Goal of the exercise >> Where the word "their" shows up in a line below, that line is counted. State how many lines are counted, without any other words.

Provided information >>
····················
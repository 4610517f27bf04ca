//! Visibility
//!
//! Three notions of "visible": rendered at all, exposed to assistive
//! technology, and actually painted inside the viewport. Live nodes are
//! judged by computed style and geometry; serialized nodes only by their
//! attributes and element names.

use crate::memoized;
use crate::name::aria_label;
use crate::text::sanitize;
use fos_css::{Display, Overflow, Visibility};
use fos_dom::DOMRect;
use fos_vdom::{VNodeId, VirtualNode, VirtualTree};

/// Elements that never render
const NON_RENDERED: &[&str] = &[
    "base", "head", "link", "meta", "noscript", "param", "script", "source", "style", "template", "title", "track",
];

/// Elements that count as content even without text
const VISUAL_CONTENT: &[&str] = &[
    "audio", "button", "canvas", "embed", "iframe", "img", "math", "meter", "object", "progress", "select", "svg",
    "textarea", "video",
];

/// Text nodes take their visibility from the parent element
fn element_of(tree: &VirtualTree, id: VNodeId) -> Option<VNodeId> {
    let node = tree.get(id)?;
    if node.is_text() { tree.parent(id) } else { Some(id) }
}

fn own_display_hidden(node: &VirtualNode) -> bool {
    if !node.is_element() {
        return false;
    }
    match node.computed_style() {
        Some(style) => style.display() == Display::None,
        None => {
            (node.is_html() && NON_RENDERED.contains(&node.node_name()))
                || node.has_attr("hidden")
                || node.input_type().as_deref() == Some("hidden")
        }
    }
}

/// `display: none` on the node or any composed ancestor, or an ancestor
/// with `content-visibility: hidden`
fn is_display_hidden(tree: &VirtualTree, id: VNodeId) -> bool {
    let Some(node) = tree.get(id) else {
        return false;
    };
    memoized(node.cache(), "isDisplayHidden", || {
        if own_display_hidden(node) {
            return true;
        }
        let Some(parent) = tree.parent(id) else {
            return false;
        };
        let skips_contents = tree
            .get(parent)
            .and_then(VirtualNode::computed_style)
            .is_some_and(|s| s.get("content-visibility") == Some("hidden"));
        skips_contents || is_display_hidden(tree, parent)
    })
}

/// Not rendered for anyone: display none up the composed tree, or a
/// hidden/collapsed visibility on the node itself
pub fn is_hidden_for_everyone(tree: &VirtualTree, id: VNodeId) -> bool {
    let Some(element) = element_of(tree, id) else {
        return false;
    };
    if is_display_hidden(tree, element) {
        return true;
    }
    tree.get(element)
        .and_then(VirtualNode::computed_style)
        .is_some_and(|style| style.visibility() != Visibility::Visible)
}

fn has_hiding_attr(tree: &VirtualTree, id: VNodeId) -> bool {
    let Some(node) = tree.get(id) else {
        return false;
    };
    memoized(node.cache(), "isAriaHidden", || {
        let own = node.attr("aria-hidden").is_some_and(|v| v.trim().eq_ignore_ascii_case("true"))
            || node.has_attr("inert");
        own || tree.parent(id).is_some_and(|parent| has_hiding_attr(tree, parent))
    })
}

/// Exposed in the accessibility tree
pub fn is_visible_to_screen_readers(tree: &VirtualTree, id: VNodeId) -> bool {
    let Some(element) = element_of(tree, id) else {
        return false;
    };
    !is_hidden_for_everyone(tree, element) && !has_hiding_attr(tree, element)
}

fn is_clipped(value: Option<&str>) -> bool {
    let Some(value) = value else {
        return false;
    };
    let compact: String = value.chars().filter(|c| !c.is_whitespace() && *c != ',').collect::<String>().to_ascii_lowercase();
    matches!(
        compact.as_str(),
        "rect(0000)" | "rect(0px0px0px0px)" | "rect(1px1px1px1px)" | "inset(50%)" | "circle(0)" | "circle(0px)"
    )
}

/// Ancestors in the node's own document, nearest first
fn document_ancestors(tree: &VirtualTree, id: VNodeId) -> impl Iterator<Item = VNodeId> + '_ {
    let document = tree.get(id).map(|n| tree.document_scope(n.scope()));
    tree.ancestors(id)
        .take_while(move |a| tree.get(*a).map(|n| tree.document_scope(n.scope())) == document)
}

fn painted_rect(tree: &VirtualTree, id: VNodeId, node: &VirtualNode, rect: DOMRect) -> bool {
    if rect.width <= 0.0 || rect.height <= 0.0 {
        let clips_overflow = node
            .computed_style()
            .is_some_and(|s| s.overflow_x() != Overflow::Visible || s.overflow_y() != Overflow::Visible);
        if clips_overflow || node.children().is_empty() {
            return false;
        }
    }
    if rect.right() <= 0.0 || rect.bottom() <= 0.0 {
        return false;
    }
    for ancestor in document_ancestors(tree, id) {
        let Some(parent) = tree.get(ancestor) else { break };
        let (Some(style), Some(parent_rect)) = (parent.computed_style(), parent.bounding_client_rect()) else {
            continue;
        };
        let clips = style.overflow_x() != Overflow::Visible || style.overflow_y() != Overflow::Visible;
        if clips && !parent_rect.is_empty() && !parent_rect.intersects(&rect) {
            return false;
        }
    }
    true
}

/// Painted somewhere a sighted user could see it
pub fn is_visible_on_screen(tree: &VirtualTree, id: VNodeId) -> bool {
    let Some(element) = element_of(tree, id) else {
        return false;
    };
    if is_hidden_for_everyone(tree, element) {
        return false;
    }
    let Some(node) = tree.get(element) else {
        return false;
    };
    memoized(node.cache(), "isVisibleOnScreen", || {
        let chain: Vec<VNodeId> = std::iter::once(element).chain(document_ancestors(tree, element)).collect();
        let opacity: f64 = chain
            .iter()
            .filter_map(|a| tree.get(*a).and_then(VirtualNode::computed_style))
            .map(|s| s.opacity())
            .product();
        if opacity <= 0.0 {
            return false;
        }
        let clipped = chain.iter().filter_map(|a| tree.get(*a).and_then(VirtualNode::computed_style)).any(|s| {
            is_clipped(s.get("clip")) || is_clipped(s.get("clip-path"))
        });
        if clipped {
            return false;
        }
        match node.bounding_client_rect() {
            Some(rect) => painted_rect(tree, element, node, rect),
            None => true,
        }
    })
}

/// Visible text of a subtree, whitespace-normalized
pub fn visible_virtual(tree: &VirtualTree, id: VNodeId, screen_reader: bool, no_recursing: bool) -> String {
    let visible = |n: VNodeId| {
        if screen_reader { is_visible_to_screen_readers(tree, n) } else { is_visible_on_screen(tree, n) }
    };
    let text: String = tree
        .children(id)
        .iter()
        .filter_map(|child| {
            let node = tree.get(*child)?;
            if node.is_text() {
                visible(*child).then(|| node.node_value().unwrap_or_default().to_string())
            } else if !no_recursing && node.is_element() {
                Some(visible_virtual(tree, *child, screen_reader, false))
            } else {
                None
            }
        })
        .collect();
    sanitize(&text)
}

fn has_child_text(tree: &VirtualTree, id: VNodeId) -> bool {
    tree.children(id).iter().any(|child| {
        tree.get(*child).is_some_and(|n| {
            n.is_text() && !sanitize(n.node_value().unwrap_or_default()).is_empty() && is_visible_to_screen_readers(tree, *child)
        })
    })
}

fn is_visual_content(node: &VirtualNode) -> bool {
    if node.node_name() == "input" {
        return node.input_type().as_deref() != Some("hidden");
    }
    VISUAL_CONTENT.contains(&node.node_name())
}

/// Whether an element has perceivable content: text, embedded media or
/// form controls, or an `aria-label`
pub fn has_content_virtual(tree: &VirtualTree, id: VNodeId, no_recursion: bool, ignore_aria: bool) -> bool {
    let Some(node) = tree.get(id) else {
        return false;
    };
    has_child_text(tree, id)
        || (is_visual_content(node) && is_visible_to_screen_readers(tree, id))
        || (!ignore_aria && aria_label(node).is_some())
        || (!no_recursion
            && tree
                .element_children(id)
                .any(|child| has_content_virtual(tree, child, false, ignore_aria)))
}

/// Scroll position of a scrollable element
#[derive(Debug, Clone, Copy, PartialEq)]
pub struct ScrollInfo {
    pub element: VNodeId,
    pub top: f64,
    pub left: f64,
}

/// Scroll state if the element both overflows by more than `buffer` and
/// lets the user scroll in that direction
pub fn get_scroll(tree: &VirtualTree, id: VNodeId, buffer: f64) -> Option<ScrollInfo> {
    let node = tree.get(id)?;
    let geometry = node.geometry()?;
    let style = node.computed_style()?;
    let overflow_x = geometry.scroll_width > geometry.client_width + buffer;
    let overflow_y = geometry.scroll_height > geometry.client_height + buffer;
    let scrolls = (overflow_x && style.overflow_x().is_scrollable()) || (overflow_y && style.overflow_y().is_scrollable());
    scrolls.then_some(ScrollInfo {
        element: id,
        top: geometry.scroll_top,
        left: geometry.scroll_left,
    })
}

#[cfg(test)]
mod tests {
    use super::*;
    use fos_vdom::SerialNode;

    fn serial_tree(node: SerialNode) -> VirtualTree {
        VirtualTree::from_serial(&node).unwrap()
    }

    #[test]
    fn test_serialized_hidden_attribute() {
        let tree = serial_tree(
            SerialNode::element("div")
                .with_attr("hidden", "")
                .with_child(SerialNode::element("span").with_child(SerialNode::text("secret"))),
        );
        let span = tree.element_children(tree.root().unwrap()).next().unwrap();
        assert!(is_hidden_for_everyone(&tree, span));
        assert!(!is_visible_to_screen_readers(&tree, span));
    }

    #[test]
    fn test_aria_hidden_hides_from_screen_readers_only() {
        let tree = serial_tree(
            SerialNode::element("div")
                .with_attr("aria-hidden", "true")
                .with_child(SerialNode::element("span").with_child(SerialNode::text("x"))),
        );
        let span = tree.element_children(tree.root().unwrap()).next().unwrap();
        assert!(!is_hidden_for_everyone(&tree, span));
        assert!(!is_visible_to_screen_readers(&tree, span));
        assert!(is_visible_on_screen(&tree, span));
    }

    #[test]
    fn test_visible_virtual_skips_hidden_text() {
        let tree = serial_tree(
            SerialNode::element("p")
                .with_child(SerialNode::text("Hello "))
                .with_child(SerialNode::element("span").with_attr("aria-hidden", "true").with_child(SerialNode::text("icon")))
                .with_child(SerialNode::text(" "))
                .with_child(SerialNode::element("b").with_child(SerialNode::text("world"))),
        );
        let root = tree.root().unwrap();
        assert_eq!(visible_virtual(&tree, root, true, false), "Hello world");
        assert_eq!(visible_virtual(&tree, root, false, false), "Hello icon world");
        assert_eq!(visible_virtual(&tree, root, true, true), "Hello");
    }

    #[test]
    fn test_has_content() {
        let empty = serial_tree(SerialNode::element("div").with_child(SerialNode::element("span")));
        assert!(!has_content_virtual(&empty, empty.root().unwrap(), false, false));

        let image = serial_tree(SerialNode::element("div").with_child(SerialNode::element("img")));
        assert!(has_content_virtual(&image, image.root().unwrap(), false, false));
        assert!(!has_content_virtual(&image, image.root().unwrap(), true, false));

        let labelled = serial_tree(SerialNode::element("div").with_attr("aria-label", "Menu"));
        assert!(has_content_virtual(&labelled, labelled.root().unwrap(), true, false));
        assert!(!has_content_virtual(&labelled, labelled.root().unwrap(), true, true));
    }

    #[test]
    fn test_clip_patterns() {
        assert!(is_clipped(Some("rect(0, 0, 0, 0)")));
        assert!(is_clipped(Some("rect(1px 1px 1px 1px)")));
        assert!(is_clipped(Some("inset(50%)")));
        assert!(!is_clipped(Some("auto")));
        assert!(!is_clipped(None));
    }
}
····················
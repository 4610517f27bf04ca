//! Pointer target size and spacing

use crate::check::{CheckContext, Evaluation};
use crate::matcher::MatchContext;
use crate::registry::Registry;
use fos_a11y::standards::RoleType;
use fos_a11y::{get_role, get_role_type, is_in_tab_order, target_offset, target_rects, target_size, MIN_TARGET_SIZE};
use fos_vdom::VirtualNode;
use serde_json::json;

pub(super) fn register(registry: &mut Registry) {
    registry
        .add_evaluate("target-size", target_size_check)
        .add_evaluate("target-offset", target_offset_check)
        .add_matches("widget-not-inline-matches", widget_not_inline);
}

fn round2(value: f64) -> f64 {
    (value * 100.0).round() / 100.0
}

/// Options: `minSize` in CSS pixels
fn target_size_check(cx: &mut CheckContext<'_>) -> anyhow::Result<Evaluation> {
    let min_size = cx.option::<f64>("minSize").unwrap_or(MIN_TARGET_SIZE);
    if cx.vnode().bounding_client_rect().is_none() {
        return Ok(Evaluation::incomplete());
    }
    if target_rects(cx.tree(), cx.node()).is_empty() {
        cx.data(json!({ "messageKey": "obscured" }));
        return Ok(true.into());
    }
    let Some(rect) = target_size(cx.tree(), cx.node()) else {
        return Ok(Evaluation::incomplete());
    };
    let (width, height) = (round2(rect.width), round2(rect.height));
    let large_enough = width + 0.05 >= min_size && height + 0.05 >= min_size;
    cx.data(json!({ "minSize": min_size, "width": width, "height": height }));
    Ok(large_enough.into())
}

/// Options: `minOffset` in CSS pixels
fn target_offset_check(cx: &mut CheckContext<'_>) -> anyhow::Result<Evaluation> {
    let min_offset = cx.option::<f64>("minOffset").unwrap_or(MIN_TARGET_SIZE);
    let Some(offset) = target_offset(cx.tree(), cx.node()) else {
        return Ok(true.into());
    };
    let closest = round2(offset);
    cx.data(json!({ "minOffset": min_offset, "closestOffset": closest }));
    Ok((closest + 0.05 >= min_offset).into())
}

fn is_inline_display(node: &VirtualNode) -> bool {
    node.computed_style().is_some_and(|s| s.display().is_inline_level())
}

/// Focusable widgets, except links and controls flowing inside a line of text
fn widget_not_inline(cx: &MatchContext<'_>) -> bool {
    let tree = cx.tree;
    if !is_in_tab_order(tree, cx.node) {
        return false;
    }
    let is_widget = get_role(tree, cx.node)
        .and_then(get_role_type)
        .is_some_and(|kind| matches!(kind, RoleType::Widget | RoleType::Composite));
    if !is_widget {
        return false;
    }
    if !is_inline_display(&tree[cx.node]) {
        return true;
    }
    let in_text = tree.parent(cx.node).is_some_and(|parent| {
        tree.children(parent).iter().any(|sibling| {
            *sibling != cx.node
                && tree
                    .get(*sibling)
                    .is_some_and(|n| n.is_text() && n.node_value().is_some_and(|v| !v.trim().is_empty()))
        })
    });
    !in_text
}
····················
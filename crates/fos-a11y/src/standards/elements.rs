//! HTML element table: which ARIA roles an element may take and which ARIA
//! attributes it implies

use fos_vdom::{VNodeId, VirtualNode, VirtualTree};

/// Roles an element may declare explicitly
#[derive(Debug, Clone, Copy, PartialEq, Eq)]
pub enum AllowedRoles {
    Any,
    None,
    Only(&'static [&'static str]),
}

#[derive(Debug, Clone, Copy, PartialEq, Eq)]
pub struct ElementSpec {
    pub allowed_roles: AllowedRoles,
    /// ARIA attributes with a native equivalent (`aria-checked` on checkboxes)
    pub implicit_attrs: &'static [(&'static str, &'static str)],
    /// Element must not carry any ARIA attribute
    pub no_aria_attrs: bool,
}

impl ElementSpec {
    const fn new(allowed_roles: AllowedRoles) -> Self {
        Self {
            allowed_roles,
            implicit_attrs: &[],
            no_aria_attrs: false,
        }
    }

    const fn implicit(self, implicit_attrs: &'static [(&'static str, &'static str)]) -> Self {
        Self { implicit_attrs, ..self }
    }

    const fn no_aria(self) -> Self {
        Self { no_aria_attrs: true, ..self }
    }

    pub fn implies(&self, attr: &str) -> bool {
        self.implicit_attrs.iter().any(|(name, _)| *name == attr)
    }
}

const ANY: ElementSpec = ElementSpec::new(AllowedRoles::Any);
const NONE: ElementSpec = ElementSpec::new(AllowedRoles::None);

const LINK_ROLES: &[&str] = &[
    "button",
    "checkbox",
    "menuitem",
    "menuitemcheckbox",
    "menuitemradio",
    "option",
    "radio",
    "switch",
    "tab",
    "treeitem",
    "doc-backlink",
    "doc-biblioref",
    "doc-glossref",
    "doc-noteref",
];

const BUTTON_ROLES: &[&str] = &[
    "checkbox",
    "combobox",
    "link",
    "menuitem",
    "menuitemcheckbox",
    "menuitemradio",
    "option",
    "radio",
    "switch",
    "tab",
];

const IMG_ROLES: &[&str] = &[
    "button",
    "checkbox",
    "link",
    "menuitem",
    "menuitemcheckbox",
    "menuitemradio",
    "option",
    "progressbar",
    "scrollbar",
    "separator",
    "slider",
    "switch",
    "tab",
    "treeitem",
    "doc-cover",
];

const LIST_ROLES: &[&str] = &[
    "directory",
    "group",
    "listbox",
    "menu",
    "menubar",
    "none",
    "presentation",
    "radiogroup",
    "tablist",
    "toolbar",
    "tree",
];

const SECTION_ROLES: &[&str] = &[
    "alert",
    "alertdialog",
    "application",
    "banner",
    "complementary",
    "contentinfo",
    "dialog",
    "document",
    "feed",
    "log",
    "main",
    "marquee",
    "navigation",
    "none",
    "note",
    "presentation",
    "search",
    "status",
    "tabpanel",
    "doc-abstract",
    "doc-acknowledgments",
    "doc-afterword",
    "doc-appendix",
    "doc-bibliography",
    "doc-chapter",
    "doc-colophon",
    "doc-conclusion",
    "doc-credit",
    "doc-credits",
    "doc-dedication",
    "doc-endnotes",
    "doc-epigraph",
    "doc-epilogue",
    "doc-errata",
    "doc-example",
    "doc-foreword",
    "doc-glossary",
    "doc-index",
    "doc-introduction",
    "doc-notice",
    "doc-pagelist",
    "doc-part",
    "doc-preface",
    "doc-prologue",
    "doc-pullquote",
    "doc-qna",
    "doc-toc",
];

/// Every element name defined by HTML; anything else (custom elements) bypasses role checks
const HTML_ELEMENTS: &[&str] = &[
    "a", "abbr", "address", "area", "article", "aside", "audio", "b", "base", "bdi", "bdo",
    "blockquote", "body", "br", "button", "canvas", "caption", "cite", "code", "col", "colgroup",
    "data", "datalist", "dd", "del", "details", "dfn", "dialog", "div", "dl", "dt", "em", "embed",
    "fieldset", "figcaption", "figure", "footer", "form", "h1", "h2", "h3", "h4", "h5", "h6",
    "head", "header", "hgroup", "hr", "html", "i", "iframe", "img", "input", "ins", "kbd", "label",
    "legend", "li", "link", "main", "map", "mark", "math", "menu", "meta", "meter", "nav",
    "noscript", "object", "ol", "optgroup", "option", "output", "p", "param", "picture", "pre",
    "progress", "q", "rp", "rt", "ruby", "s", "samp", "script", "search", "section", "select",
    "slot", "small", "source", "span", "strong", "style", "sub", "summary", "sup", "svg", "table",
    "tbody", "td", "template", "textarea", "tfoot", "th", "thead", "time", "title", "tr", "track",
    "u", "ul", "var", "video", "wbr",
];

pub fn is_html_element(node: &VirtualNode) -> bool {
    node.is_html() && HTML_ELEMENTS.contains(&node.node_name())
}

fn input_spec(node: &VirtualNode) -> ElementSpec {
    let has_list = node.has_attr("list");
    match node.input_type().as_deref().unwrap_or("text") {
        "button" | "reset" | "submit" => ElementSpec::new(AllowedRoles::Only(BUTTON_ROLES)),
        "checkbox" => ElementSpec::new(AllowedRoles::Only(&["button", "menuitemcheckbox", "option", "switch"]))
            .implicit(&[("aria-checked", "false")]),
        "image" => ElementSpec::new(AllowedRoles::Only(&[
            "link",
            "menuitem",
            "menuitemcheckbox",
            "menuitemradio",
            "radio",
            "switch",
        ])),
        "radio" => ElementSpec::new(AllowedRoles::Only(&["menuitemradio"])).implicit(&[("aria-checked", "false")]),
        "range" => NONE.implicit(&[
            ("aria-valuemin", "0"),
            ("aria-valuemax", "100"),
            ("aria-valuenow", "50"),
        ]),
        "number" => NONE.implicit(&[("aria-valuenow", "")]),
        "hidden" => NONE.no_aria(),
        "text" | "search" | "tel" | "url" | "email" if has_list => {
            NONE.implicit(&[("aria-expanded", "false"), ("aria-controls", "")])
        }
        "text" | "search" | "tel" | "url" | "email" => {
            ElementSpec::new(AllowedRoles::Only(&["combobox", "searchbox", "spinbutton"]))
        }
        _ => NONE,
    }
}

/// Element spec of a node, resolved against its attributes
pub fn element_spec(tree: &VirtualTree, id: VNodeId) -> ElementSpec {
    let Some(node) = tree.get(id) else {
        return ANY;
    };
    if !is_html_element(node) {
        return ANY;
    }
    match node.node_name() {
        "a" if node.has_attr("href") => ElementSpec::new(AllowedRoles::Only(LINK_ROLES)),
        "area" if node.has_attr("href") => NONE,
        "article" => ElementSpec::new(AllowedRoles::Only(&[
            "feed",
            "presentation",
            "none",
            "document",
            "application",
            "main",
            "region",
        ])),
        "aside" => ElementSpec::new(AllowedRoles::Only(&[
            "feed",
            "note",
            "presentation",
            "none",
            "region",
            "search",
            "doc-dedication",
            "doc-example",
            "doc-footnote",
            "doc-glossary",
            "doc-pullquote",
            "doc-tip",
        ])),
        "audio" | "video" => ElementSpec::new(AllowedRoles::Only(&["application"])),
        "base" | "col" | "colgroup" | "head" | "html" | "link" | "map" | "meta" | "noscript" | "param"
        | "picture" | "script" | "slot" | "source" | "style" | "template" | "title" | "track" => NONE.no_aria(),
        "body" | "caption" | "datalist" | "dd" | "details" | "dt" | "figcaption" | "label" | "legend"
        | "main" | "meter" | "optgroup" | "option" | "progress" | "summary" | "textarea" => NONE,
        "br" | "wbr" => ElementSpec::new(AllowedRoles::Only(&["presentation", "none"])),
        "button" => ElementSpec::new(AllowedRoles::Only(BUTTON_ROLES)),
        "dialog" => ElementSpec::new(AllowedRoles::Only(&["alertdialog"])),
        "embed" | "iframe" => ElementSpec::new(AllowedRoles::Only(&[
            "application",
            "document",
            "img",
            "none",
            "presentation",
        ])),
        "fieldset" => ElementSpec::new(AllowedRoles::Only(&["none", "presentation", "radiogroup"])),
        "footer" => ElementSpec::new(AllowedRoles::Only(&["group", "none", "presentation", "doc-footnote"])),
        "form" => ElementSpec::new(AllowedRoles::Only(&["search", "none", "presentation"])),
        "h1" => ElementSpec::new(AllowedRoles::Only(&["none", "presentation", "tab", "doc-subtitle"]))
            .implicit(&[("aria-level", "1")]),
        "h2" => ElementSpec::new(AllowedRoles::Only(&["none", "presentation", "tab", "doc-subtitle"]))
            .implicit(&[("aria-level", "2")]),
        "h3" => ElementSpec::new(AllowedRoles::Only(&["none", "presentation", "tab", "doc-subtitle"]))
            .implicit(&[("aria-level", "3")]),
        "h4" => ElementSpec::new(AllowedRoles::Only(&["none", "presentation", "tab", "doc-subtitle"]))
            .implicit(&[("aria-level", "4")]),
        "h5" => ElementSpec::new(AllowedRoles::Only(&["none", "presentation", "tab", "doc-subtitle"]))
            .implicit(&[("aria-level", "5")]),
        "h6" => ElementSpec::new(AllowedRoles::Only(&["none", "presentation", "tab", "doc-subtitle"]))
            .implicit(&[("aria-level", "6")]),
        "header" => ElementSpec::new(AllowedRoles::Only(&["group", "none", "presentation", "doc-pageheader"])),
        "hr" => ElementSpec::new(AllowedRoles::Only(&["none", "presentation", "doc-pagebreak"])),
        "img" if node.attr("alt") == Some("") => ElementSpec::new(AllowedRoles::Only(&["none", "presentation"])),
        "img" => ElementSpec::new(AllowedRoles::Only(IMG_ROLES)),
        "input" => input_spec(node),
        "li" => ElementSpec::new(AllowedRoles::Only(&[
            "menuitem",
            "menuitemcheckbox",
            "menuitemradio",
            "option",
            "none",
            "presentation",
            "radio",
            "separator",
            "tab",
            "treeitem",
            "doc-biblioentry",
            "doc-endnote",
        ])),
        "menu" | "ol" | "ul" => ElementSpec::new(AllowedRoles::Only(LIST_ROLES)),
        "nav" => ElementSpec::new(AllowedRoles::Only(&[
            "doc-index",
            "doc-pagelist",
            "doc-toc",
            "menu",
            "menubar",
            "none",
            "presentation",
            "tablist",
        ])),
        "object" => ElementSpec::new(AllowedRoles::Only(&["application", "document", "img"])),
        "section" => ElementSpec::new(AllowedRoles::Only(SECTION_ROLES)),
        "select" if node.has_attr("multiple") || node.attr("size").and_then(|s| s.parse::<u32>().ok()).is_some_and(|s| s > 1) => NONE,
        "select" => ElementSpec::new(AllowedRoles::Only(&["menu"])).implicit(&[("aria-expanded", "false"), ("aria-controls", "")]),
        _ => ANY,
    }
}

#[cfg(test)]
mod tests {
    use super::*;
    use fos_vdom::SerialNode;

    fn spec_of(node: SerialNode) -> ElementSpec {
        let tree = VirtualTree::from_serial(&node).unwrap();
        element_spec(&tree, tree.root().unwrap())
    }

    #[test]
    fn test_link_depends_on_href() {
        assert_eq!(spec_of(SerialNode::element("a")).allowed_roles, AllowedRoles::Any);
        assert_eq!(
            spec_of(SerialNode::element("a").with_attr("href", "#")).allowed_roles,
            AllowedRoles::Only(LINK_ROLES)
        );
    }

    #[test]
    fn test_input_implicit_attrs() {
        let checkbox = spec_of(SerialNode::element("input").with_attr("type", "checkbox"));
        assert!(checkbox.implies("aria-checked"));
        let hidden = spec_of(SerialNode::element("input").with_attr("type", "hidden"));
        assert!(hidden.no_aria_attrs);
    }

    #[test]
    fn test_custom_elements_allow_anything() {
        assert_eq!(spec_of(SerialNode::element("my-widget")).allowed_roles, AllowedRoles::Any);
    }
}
····················
Exercise solution >> 2